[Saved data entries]
++++
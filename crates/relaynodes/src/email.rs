use async_trait::async_trait;
use lettre::message::header::ContentType;
use lettre::message::Mailbox;
use lettre::transport::smtp::authentication::Credentials;
use lettre::transport::smtp::client::{Tls, TlsParameters};
use lettre::{AsyncSmtpTransport, AsyncTransport, Message, Tokio1Executor};
use relaycore::action::EMAIL_ACTION;
use relaycore::{ActionContext, ActionError, ActionExecutor, ActionOutput, EmailAction};
use relayruntime::{ExecutorFactory, ExecutorMetadata};
use std::sync::Arc;
use thiserror::Error;

#[derive(Error, Debug, Clone, PartialEq, Eq)]
#[error("{0}")]
pub struct MailError(pub String);

/// One plain-text email, fields passed through from the node as-is
#[derive(Debug, Clone, Default, PartialEq, Eq)]
pub struct OutgoingMail {
    pub to: Option<String>,
    pub subject: Option<String>,
    pub body: Option<String>,
}

impl From<EmailAction> for OutgoingMail {
    fn from(action: EmailAction) -> Self {
        Self {
            to: action.to,
            subject: action.subject,
            body: action.body,
        }
    }
}

/// Outbound mail channel used by email nodes
#[async_trait]
pub trait MailTransport: Send + Sync {
    async fn send(&self, mail: OutgoingMail) -> Result<(), MailError>;
}

/// SMTP settings, read from `SMTP_*` environment variables
#[derive(Debug, Clone)]
pub struct SmtpConfig {
    pub host: Option<String>,
    pub port: u16,
    pub username: Option<String>,
    pub password: Option<String>,
    pub from: Option<String>,
}

impl Default for SmtpConfig {
    fn default() -> Self {
        Self {
            host: None,
            port: 587,
            username: None,
            password: None,
            from: None,
        }
    }
}

impl SmtpConfig {
    pub fn from_env() -> Self {
        let var = |name: &str| std::env::var(name).ok().filter(|v| !v.trim().is_empty());

        let port = match var("SMTP_PORT").map(|p| p.parse::<u16>()) {
            Some(Ok(port)) => port,
            Some(Err(e)) => {
                tracing::warn!("Ignoring invalid SMTP_PORT: {}", e);
                Self::default().port
            }
            None => Self::default().port,
        };

        Self {
            host: var("SMTP_HOST"),
            port,
            username: var("SMTP_USER"),
            password: var("SMTP_PASS"),
            from: var("SMTP_FROM"),
        }
    }
}

/// SMTP transport with opportunistic STARTTLS
pub struct SmtpTransport {
    transport: AsyncSmtpTransport<Tokio1Executor>,
    from: Option<String>,
}

impl SmtpTransport {
    pub fn connect(config: &SmtpConfig) -> Result<Self, MailError> {
        let host = config
            .host
            .as_deref()
            .ok_or_else(|| MailError("SMTP host not configured".to_string()))?;
        let tls = TlsParameters::new(host.to_string()).map_err(|e| MailError(e.to_string()))?;

        let mut builder = AsyncSmtpTransport::<Tokio1Executor>::builder_dangerous(host)
            .port(config.port)
            .tls(Tls::Opportunistic(tls));
        if let (Some(user), Some(pass)) = (&config.username, &config.password) {
            builder = builder.credentials(Credentials::new(user.clone(), pass.clone()));
        }

        tracing::debug!("Opened SMTP transport to {}:{}", host, config.port);

        Ok(Self {
            transport: builder.build(),
            from: config.from.clone(),
        })
    }
}

#[async_trait]
impl MailTransport for SmtpTransport {
    async fn send(&self, mail: OutgoingMail) -> Result<(), MailError> {
        let message = build_message(self.from.as_deref(), &mail)?;
        self.transport
            .send(message)
            .await
            .map_err(|e| MailError(e.to_string()))?;
        Ok(())
    }
}

/// Build the message; a missing sender or recipient is rejected here.
fn build_message(from: Option<&str>, mail: &OutgoingMail) -> Result<Message, MailError> {
    let mut builder = Message::builder().header(ContentType::TEXT_PLAIN);

    if let Some(from) = from {
        builder = builder.from(parse_mailbox(from)?);
    }
    if let Some(to) = &mail.to {
        for address in to.split(',').map(str::trim).filter(|a| !a.is_empty()) {
            builder = builder.to(parse_mailbox(address)?);
        }
    }
    if let Some(subject) = &mail.subject {
        builder = builder.subject(subject.as_str());
    }

    builder
        .body(mail.body.clone().unwrap_or_default())
        .map_err(|e| MailError(e.to_string()))
}

fn parse_mailbox(address: &str) -> Result<Mailbox, MailError> {
    address
        .parse()
        .map_err(|e| MailError(format!("invalid address {}: {}", address, e)))
}

/// Executor for `email` nodes
pub struct EmailExecutor {
    transport: Arc<dyn MailTransport>,
}

impl EmailExecutor {
    pub fn new(transport: Arc<dyn MailTransport>) -> Self {
        Self { transport }
    }
}

#[async_trait]
impl ActionExecutor for EmailExecutor {
    fn node_type(&self) -> &str {
        EMAIL_ACTION
    }

    async fn execute(&self, ctx: ActionContext) -> Result<ActionOutput, ActionError> {
        let action = EmailAction::from_fields(&ctx.fields);

        ctx.events.info(format!(
            "Sending email to {}",
            action.to.as_deref().unwrap_or("(no recipient)")
        ));

        self.transport
            .send(action.into())
            .await
            .map_err(|e| ActionError::Email(e.to_string()))?;

        Ok(ActionOutput::new())
    }
}

enum TransportSource {
    Smtp(SmtpConfig),
    Shared(Arc<dyn MailTransport>),
}

/// Opens a mail transport for every run that contains email nodes
pub struct EmailExecutorFactory {
    source: TransportSource,
}

impl EmailExecutorFactory {
    pub fn smtp(config: SmtpConfig) -> Self {
        Self {
            source: TransportSource::Smtp(config),
        }
    }

    /// Reuse one transport for every run
    pub fn with_transport(transport: Arc<dyn MailTransport>) -> Self {
        Self {
            source: TransportSource::Shared(transport),
        }
    }
}

impl ExecutorFactory for EmailExecutorFactory {
    fn create(&self) -> Result<Box<dyn ActionExecutor>, ActionError> {
        let transport: Arc<dyn MailTransport> = match &self.source {
            TransportSource::Smtp(config) => Arc::new(
                SmtpTransport::connect(config).map_err(|e| ActionError::Email(e.to_string()))?,
            ),
            TransportSource::Shared(transport) => Arc::clone(transport),
        };
        Ok(Box::new(EmailExecutor::new(transport)))
    }

    fn node_type(&self) -> &str {
        EMAIL_ACTION
    }

    fn metadata(&self) -> ExecutorMetadata {
        ExecutorMetadata {
            description: "Send a plain-text email (To, Subject, Body)".to_string(),
            category: "email".to_string(),
        }
    }
}

#[cfg(test)]
mod tests {
    use super::*;

    fn mail(to: Option<&str>) -> OutgoingMail {
        OutgoingMail {
            to: to.map(str::to_string),
            subject: Some("Build finished".to_string()),
            body: Some("All green".to_string()),
        }
    }

    #[test]
    fn test_build_message_formats_plain_text() {
        let message = build_message(
            Some("Relay <relay@example.test>"),
            &mail(Some("ops@example.test, dev@example.test")),
        )
        .unwrap();
        let raw = String::from_utf8(message.formatted()).unwrap();

        assert!(raw.contains("Subject: Build finished"));
        assert!(raw.contains("ops@example.test"));
        assert!(raw.contains("dev@example.test"));
        assert!(raw.contains("text/plain"));
        assert!(raw.contains("All green"));
    }

    #[test]
    fn test_missing_recipient_is_rejected() {
        assert!(build_message(Some("relay@example.test"), &mail(None)).is_err());
    }

    #[test]
    fn test_missing_sender_is_rejected() {
        assert!(build_message(None, &mail(Some("ops@example.test"))).is_err());
    }

    #[test]
    fn test_invalid_address_names_it() {
        let err = build_message(Some("relay@example.test"), &mail(Some("not an address")))
            .unwrap_err();
        assert!(err.0.contains("not an address"));
    }

    #[test]
    fn test_connect_requires_host() {
        let err = SmtpTransport::connect(&SmtpConfig::default()).err().unwrap();
        assert_eq!(err.0, "SMTP host not configured");
    }

    #[test]
    fn test_factory_without_host_fails_as_email_error() {
        let factory = EmailExecutorFactory::smtp(SmtpConfig::default());
        let err = factory.create().err().unwrap();
        assert_eq!(err.to_string(), "EmailError: SMTP host not configured");
    }
}
//! Typed parameters for each executable node kind.
//!
//! Nodes carry their parameters as a label-keyed field list. Executors turn
//! that list into one of these structs once, at dispatch, and work on the
//! typed value from then on.

use crate::fields::{resolve_owned, Field};
use crate::ActionError;
use serde_json::{Map, Value};

pub const API_ACTION: &str = "api";
pub const EMAIL_ACTION: &str = "email";

pub const FIELD_ENDPOINT: &str = "Endpoint";
pub const FIELD_METHOD: &str = "Method";
pub const FIELD_HEADERS: &str = "Headers";
pub const FIELD_BODY: &str = "Body";
pub const FIELD_TO: &str = "To";
pub const FIELD_SUBJECT: &str = "Subject";

/// Parameters of an `api` node
#[derive(Debug, Clone, Default, PartialEq, Eq)]
pub struct ApiAction {
    pub endpoint: Option<String>,
    pub method: Option<String>,
    pub headers: Option<String>,
    pub body: Option<String>,
}

impl ApiAction {
    pub fn from_fields(fields: &[Field]) -> Self {
        Self {
            endpoint: resolve_owned(fields, FIELD_ENDPOINT),
            method: resolve_owned(fields, FIELD_METHOD),
            headers: resolve_owned(fields, FIELD_HEADERS),
            body: resolve_owned(fields, FIELD_BODY),
        }
    }

    /// Upper-cased method name, `GET` when absent or empty.
    pub fn method(&self) -> String {
        match self.method.as_deref().map(str::trim) {
            Some(m) if !m.is_empty() => m.to_uppercase(),
            _ => "GET".to_string(),
        }
    }

    /// Headers object, `{}` when absent or empty.
    pub fn headers(&self) -> Result<Map<String, Value>, ActionError> {
        match parse_json_field(FIELD_HEADERS, self.headers.as_deref())? {
            Value::Object(map) => Ok(map),
            other => Err(ActionError::Parse(format!(
                "{} must be a JSON object, got {}",
                FIELD_HEADERS, other
            ))),
        }
    }

    /// Request body, `{}` when absent or empty.
    pub fn body(&self) -> Result<Value, ActionError> {
        parse_json_field(FIELD_BODY, self.body.as_deref())
    }
}

/// Parameters of an `email` node. Absent values stay absent; the mail
/// transport decides what it accepts.
#[derive(Debug, Clone, Default, PartialEq, Eq)]
pub struct EmailAction {
    pub to: Option<String>,
    pub subject: Option<String>,
    pub body: Option<String>,
}

impl EmailAction {
    pub fn from_fields(fields: &[Field]) -> Self {
        Self {
            to: resolve_owned(fields, FIELD_TO),
            subject: resolve_owned(fields, FIELD_SUBJECT),
            body: resolve_owned(fields, FIELD_BODY),
        }
    }
}

fn parse_json_field(label: &str, raw: Option<&str>) -> Result<Value, ActionError> {
    match raw {
        None | Some("") => Ok(Value::Object(Map::new())),
        Some(text) => serde_json::from_str(text)
            .map_err(|e| ActionError::Parse(format!("invalid JSON in {}: {}", label, e))),
    }
}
++++
_ABOUT THIS TASK_.
Wherever the string "into" appears in the records above, copy the line it sits in.

_ANSWER TO THE EXERCISE_.
            .send(action.into())
//! that list into one of these structs once, at dispatch, and work on the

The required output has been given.